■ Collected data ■
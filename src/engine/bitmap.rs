// src/engine/bitmap.rs
//
// ImageBitmap: the result container. Owns at most one image; once closed or
// transferred it is neutered and reports a zero size.

use crate::engine::alpha::get_image_with_alpha_disposition;
use crate::engine::color::{CanvasColorParams, ColorSpace, PixelFormat};
use crate::engine::image::{AlphaType, ImageInfo, StaticImage};
use crate::error::{BitmapError, Result};
use crate::ops::{AlphaDisposition, U8ColorType};

#[derive(Debug, Default)]
pub struct ImageBitmap {
    image: Option<StaticImage>,
    origin_clean: bool,
    neutered: bool,
}

impl ImageBitmap {
    pub(crate) fn new(image: StaticImage, origin_clean: bool) -> Self {
        Self {
            image: Some(image),
            origin_clean,
            neutered: false,
        }
    }

    /// A bitmap without pixels. Every query reports zero or empty.
    pub fn empty() -> Self {
        Self::default()
    }

    /// Build a bitmap from a verbatim copy of `data`, laid out as described.
    pub fn from_raw_pixels(
        data: &[u8],
        width: u32,
        height: u32,
        premultiplied: bool,
        origin_clean: bool,
        color_params: CanvasColorParams,
    ) -> Result<Self> {
        let alpha = if premultiplied {
            AlphaType::Premultiplied
        } else {
            AlphaType::Unpremultiplied
        };
        let info = ImageInfo::new(
            width,
            height,
            color_params.pixel_format,
            alpha,
            Some(color_params.color_space),
        );
        let expected = info.byte_size()?;
        if data.len() != expected {
            return Err(BitmapError::invalid_pixel_data(
                expected as u64,
                data.len() as u64,
            ));
        }
        let mut pixels = Vec::new();
        pixels
            .try_reserve_exact(expected)
            .map_err(|_| BitmapError::allocation_failed(width, height, expected as u64))?;
        pixels.extend_from_slice(data);
        Ok(Self::new(StaticImage::from_raster(info, pixels)?, origin_clean))
    }

    pub fn width(&self) -> u32 {
        self.image.as_ref().map_or(0, StaticImage::width)
    }

    pub fn height(&self) -> u32 {
        self.image.as_ref().map_or(0, StaticImage::height)
    }

    pub fn size(&self) -> (u32, u32) {
        (self.width(), self.height())
    }

    pub fn is_neutered(&self) -> bool {
        self.neutered
    }

    pub fn origin_clean(&self) -> bool {
        self.origin_clean
    }

    pub fn is_accelerated(&self) -> bool {
        self.image
            .as_ref()
            .is_some_and(StaticImage::is_texture_backed)
    }

    pub fn is_premultiplied(&self) -> bool {
        self.image
            .as_ref()
            .is_some_and(|image| image.alpha_type() == AlphaType::Premultiplied)
    }

    pub fn color_params(&self) -> CanvasColorParams {
        self.image.as_ref().map_or_else(CanvasColorParams::default, |image| {
            CanvasColorParams::new(
                image.color_space().unwrap_or(ColorSpace::Srgb),
                image.pixel_format(),
            )
        })
    }

    pub fn image(&self) -> Option<&StaticImage> {
        self.image.as_ref()
    }

    /// Release the pixels. Idempotent.
    pub fn close(&mut self) {
        self.image = None;
        self.neutered = true;
    }

    /// Move the pixels out, leaving this bitmap neutered.
    pub fn transfer(&mut self) -> Result<StaticImage> {
        if self.neutered {
            return Err(BitmapError::neutered());
        }
        let image = self
            .image
            .take()
            .ok_or_else(|| BitmapError::source_unavailable("bitmap has no pixels"))?;
        self.neutered = true;
        Ok(image)
    }

    fn live_image(&self) -> Result<&StaticImage> {
        if self.neutered {
            return Err(BitmapError::neutered());
        }
        self.image
            .as_ref()
            .ok_or_else(|| BitmapError::source_unavailable("bitmap has no pixels"))
    }

    /// Copy of the pixels with the requested alpha type.
    ///
    /// F16 bitmaps copy out as F16; `color_type` picks the channel order of
    /// 8-bit bitmaps only.
    pub fn copy_bitmap_data(
        &self,
        disposition: AlphaDisposition,
        color_type: U8ColorType,
    ) -> Result<Vec<u8>> {
        let image = self.live_image()?;
        let alpha = match disposition {
            AlphaDisposition::Premultiply => AlphaType::Premultiplied,
            AlphaDisposition::Unpremultiply => AlphaType::Unpremultiplied,
            AlphaDisposition::DontChange => return Err(BitmapError::invalid_alpha_disposition()),
        };
        let info = image.info().with_alpha_type(alpha);
        let mut pixels = image.read_pixels(&info)?;
        if info.format == PixelFormat::Rgba8 && color_type == U8ColorType::Bgra {
            for px in pixels.chunks_exact_mut(4) {
                px.swap(0, 2);
            }
        }
        Ok(pixels)
    }

    /// Copy of the pixels exactly as stored.
    pub fn copy_bitmap_data_raw(&self) -> Result<Vec<u8>> {
        let image = self.live_image()?;
        image.read_pixels(image.info())
    }

    /// Premultiplied copy for drawing onto a canvas.
    pub fn source_image_for_canvas(&self) -> Result<StaticImage> {
        let copy = self.live_image()?.try_clone()?;
        get_image_with_alpha_disposition(copy, AlphaDisposition::Premultiply)
    }
}

#[cfg(test)]
mod tests {
    use super::*;

    fn bitmap(premultiplied: bool) -> ImageBitmap {
        ImageBitmap::from_raw_pixels(
            &[200, 100, 50, 128, 1, 2, 3, 255],
            2,
            1,
            premultiplied,
            true,
            CanvasColorParams::default(),
        )
        .unwrap()
    }

    #[test]
    fn raw_pixels_are_copied_verbatim() {
        let bmp = bitmap(false);
        assert_eq!(bmp.size(), (2, 1));
        assert!(!bmp.is_premultiplied());
        assert_eq!(bmp.copy_bitmap_data_raw().unwrap(), vec![200, 100, 50, 128, 1, 2, 3, 255]);
        assert_eq!(bmp.color_params().color_space, ColorSpace::Srgb);
    }

    #[test]
    fn raw_pixels_reject_wrong_length() {
        let err = ImageBitmap::from_raw_pixels(&[0; 5], 1, 1, true, true, CanvasColorParams::default())
            .unwrap_err();
        assert!(matches!(err, BitmapError::InvalidPixelData { expected: 4, actual: 5 }));
    }

    #[test]
    fn copy_with_disposition_and_swizzle() {
        let bmp = bitmap(false);
        let premul = bmp
            .copy_bitmap_data(AlphaDisposition::Premultiply, U8ColorType::Rgba)
            .unwrap();
        assert_eq!(premul[..4], [100, 50, 25, 128]);
        let bgra = bmp
            .copy_bitmap_data(AlphaDisposition::Unpremultiply, U8ColorType::Bgra)
            .unwrap();
        assert_eq!(bgra, vec![50, 100, 200, 128, 3, 2, 1, 255]);
        assert!(bmp
            .copy_bitmap_data(AlphaDisposition::DontChange, U8ColorType::Rgba)
            .is_err());
    }

    #[test]
    fn f16_bitmap_copies_out_at_full_precision() {
        let params = CanvasColorParams::new(ColorSpace::DisplayP3, PixelFormat::RgbaF16);
        // One opaque pixel, red = 0.3 in half floats.
        let mut px = Vec::new();
        for v in [0.3f32, 0.0, 0.0, 1.0] {
            px.extend_from_slice(&half::f16::from_f32(v).to_le_bytes());
        }
        let bmp = ImageBitmap::from_raw_pixels(&px, 1, 1, true, true, params).unwrap();
        for color_type in [U8ColorType::Rgba, U8ColorType::Bgra] {
            let copy = bmp
                .copy_bitmap_data(AlphaDisposition::Premultiply, color_type)
                .unwrap();
            assert_eq!(copy.len(), 8);
            assert_eq!(copy, px);
        }
    }

    #[test]
    fn close_neuters() {
        let mut bmp = bitmap(true);
        bmp.close();
        assert!(bmp.is_neutered());
        assert_eq!(bmp.size(), (0, 0));
        assert!(matches!(bmp.copy_bitmap_data_raw(), Err(BitmapError::Neutered)));
        bmp.close();
        assert!(bmp.is_neutered());
    }

    #[test]
    fn transfer_moves_pixels_once() {
        let mut bmp = bitmap(true);
        let image = bmp.transfer().unwrap();
        assert_eq!(image.size(), (2, 1));
        assert!(bmp.is_neutered());
        assert_eq!(bmp.width(), 0);
        assert!(matches!(bmp.transfer(), Err(BitmapError::Neutered)));
    }

    #[test]
    fn canvas_image_is_premultiplied() {
        let bmp = bitmap(false);
        let image = bmp.source_image_for_canvas().unwrap();
        assert_eq!(image.alpha_type(), AlphaType::Premultiplied);
        assert_eq!(image.row(0)[..4], [100, 50, 25, 128]);
        // The bitmap itself is untouched.
        assert!(!bmp.is_premultiplied());
    }

    #[test]
    fn empty_bitmap_reports_zero() {
        let bmp = ImageBitmap::empty();
        assert_eq!(bmp.size(), (0, 0));
        assert!(!bmp.is_accelerated());
        assert!(!bmp.is_neutered());
        assert!(bmp.copy_bitmap_data_raw().is_err());
    }
}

■ ACTIVITY ■
Find every line of the data above that holds the word "half", then state how many there are and nothing else.

■ WORKED SOLUTION ■
2